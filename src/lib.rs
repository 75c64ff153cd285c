//! # Tastelog API
//!
//! HTTP API for a food-tasting log, built with Rust and Axum. Every endpoint runs
//! behind the same request pipeline:
//!
//! - **Correlation**: each request gets an id, echoed as `X-Request-Id` and attached
//!   to every log line and error report
//! - **Rate limiting**: fixed-window policies backed by a local, REST or Redis
//!   counter store
//! - **Authentication**: bearer JWTs verified by an identity provider
//! - **Authorization**: role checks through a role lookup
//! - **Validation**: JSON bodies checked before the handler runs
//! - **CSRF**: anti-forgery header required on state-changing requests
//!
//! ## Architecture
//!
//! ```text
//! crates/
//! ├── tastelog-core/           # Response envelope, AppError, telemetry sinks
//! ├── tastelog-config/         # Environment configuration, rate-limit policies
//! ├── tastelog-auth/           # Identity provider, JWT, role lookup
//! ├── tastelog-ratelimit/      # Counter stores and store factory
//! └── tastelog-observability/  # Logging, tracing, metrics
//! src/
//! ├── middleware/              # Context, dispatcher, pipeline builder, guards
//! ├── modules/                 # Feature modules (health, auth, tastings, admin)
//! ├── router.rs                # Route table and outer layers
//! └── state.rs                 # Shared application state
//! ```
//!
//! ## Responses
//!
//! Every response body uses one envelope:
//!
//! ```json
//! { "success": true, "data": { "status": "ok" } }
//! { "success": false, "error": { "code": "RATE_LIMITED", "message": "..." } }
//! ```
//!
//! ## Rate Limit Policies
//!
//! | Policy | Limit | Window | Store failure |
//! |--------|-------|--------|---------------|
//! | `public-read` | 100 | 1 min | allow |
//! | `auth-sensitive` | 5 | 15 min | reject (503) |
//! | `general-api` | 60 | 1 min | allow |
//! | `strict` | 10 | 1 min | allow |
//!
//! `general-api` counts per authenticated user; the others count per client IP.
//!
//! ## Quick Start
//!
//! ```bash
//! JWT_SECRET=your-secure-secret-key
//! RATE_LIMIT_REST_URL=https://kv.example.com
//! RATE_LIMIT_REST_TOKEN=...
//! DEPLOYMENT_MODE=multi
//! ```

pub mod middleware;
pub mod modules;
pub mod router;
pub mod state;
//! Application error type and the stable error codes exposed to clients.
//!
//! Every failure the pipeline produces is an [`AppError`]. Converting it into a
//! response always yields the [`ApiResponse`](crate::envelope::ApiResponse) error
//! shape. Internal errors never reach the client verbatim: the body carries a generic
//! message and the real detail rides along in an [`InternalFailure`] response
//! extension so the dispatcher can hand it to the telemetry sink.

use std::fmt;

use anyhow::Error;
use axum::{
    Json,
    http::StatusCode,
    response::{IntoResponse, Response},
};
use serde::{Deserialize, Serialize};
use validator::{ValidationErrors, ValidationErrorsKind};

use crate::envelope::{ApiResponse, ErrorBody, FieldError};

/// Stable, machine-readable error codes. Clients may branch on these.
#[derive(Debug, Clone, Copy, PartialEq, Eq, Hash, Serialize, Deserialize)]
#[serde(rename_all = "SCREAMING_SNAKE_CASE")]
pub enum ErrorCode {
    AuthRequired,
    AuthInvalid,
    Forbidden,
    CsrfMissing,
    ValidationFailed,
    NotFound,
    MethodNotAllowed,
    RateLimited,
    InternalError,
    ServiceUnavailable,
}

impl ErrorCode {
    pub fn status(self) -> StatusCode {
        match self {
            Self::AuthRequired | Self::AuthInvalid => StatusCode::UNAUTHORIZED,
            Self::Forbidden | Self::CsrfMissing => StatusCode::FORBIDDEN,
            Self::ValidationFailed => StatusCode::BAD_REQUEST,
            Self::NotFound => StatusCode::NOT_FOUND,
            Self::MethodNotAllowed => StatusCode::METHOD_NOT_ALLOWED,
            Self::RateLimited => StatusCode::TOO_MANY_REQUESTS,
            Self::InternalError => StatusCode::INTERNAL_SERVER_ERROR,
            Self::ServiceUnavailable => StatusCode::SERVICE_UNAVAILABLE,
        }
    }

    pub fn as_str(self) -> &'static str {
        match self {
            Self::AuthRequired => "AUTH_REQUIRED",
            Self::AuthInvalid => "AUTH_INVALID",
            Self::Forbidden => "FORBIDDEN",
            Self::CsrfMissing => "CSRF_MISSING",
            Self::ValidationFailed => "VALIDATION_FAILED",
            Self::NotFound => "NOT_FOUND",
            Self::MethodNotAllowed => "METHOD_NOT_ALLOWED",
            Self::RateLimited => "RATE_LIMITED",
            Self::InternalError => "INTERNAL_ERROR",
            Self::ServiceUnavailable => "SERVICE_UNAVAILABLE",
        }
    }

    /// Message shown to clients when the caller does not supply a more specific one.
    pub fn default_message(self) -> &'static str {
        match self {
            Self::AuthRequired => "Authentication required",
            Self::AuthInvalid => "Invalid or expired credentials",
            Self::Forbidden => "You do not have permission to perform this action",
            Self::CsrfMissing => "Missing anti-forgery token",
            Self::ValidationFailed => "Request validation failed",
            Self::NotFound => "Resource not found",
            Self::MethodNotAllowed => "Method not allowed",
            Self::RateLimited => "Too many requests, please try again later",
            Self::InternalError => "An unexpected error occurred",
            Self::ServiceUnavailable => "Service temporarily unavailable",
        }
    }
}

impl fmt::Display for ErrorCode {
    fn fmt(&self, f: &mut fmt::Formatter<'_>) -> fmt::Result {
        f.write_str(self.as_str())
    }
}

/// Detail of an internal failure, attached to the response extensions and never
/// serialized into the client body.
#[derive(Debug, Clone, PartialEq, Eq)]
pub struct InternalFailure {
    /// Short classification, e.g. `InternalError` or `Panic`.
    pub kind: String,
    /// Full detail including the error chain.
    pub detail: String,
}

impl InternalFailure {
    pub fn new(kind: impl Into<String>, detail: impl Into<String>) -> Self {
        Self {
            kind: kind.into(),
            detail: detail.into(),
        }
    }

    pub fn from_error(error: &Error) -> Self {
        Self::new("InternalError", format!("{:#}", error))
    }
}

#[derive(Debug)]
pub struct AppError {
    pub code: ErrorCode,
    pub message: String,
    pub fields: Vec<FieldError>,
    pub source: Option<Error>,
}

impl AppError {
    pub fn new(code: ErrorCode, message: impl Into<String>) -> Self {
        Self {
            code,
            message: message.into(),
            fields: Vec::new(),
            source: None,
        }
    }

    /// Error carrying the code's default client-facing message.
    pub fn from_code(code: ErrorCode) -> Self {
        Self::new(code, code.default_message())
    }

    pub fn auth_required() -> Self {
        Self::from_code(ErrorCode::AuthRequired)
    }

    pub fn auth_invalid() -> Self {
        Self::from_code(ErrorCode::AuthInvalid)
    }

    pub fn forbidden(message: impl Into<String>) -> Self {
        Self::new(ErrorCode::Forbidden, message)
    }

    pub fn csrf_missing() -> Self {
        Self::from_code(ErrorCode::CsrfMissing)
    }

    pub fn not_found() -> Self {
        Self::from_code(ErrorCode::NotFound)
    }

    pub fn method_not_allowed() -> Self {
        Self::from_code(ErrorCode::MethodNotAllowed)
    }

    pub fn rate_limited() -> Self {
        Self::from_code(ErrorCode::RateLimited)
    }

    pub fn service_unavailable(message: impl Into<String>) -> Self {
        Self::new(ErrorCode::ServiceUnavailable, message)
    }

    pub fn validation(fields: Vec<FieldError>) -> Self {
        Self {
            fields,
            ..Self::from_code(ErrorCode::ValidationFailed)
        }
    }

    pub fn internal<E>(err: E) -> Self
    where
        E: Into<Error>,
    {
        let error = err.into();
        Self {
            code: ErrorCode::InternalError,
            message: error.to_string(),
            fields: Vec::new(),
            source: Some(error),
        }
    }

    pub fn status(&self) -> StatusCode {
        self.code.status()
    }

    fn client_message(&self) -> String {
        match self.code {
            ErrorCode::InternalError => self.code.default_message().to_string(),
            _ => self.message.clone(),
        }
    }
}

impl fmt::Display for AppError {
    fn fmt(&self, f: &mut fmt::Formatter<'_>) -> fmt::Result {
        write!(f, "{}: {}", self.code, self.message)
    }
}

impl IntoResponse for AppError {
    fn into_response(self) -> Response {
        let status = self.status();
        let failure = (self.code == ErrorCode::InternalError).then(|| match &self.source {
            Some(source) => InternalFailure::from_error(source),
            None => InternalFailure::new("InternalError", self.message.clone()),
        });

        let body = ApiResponse::<()>::failure(ErrorBody {
            code: self.code,
            message: self.client_message(),
            fields: self.fields,
        });

        let mut response = (status, Json(body)).into_response();
        if let Some(failure) = failure {
            response.extensions_mut().insert(failure);
        }
        response
    }
}

impl<E> From<E> for AppError
where
    E: Into<Error>,
{
    fn from(err: E) -> Self {
        AppError::internal(err)
    }
}

/// Flattens `validator` errors into one entry per offending field.
///
/// Nested struct and list errors are reported with a dotted path
/// (`address.city`, `tags[2]`).
pub fn field_errors(errors: &ValidationErrors) -> Vec<FieldError> {
    let mut fields = Vec::new();
    collect_field_errors(None, errors, &mut fields);
    fields.sort_by(|a, b| a.field.cmp(&b.field));
    fields
}

fn collect_field_errors(prefix: Option<&str>, errors: &ValidationErrors, out: &mut Vec<FieldError>) {
    for (field, kind) in errors.errors() {
        let path = match prefix {
            Some(prefix) => format!("{}.{}", prefix, field),
            None => field.to_string(),
        };

        match kind {
            ValidationErrorsKind::Field(errs) => {
                let message = errs
                    .iter()
                    .find_map(|e| e.message.as_ref().map(|m| m.to_string()))
                    .unwrap_or_else(|| format!("{} is invalid", path));
                out.push(FieldError::new(path, message));
            }
            ValidationErrorsKind::Struct(nested) => {
                collect_field_errors(Some(&path), nested, out);
            }
            ValidationErrorsKind::List(items) => {
                for (index, nested) in items {
                    let item_path = format!("{}[{}]", path, index);
                    collect_field_errors(Some(&item_path), nested, out);
                }
            }
        }
    }
}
_ _ _ _ _ _ _
▶ [Assignment]: Among the entries, find every line holding "RateLimited" and return it.

▶ [Answer to this task]:
    RateLimited,
            Self::RateLimited => StatusCode::TOO_MANY_REQUESTS,
            Self::RateLimited => "RATE_LIMITED",
            Self::RateLimited => "Too many requests, please try again later",
        Self::from_code(ErrorCode::RateLimited)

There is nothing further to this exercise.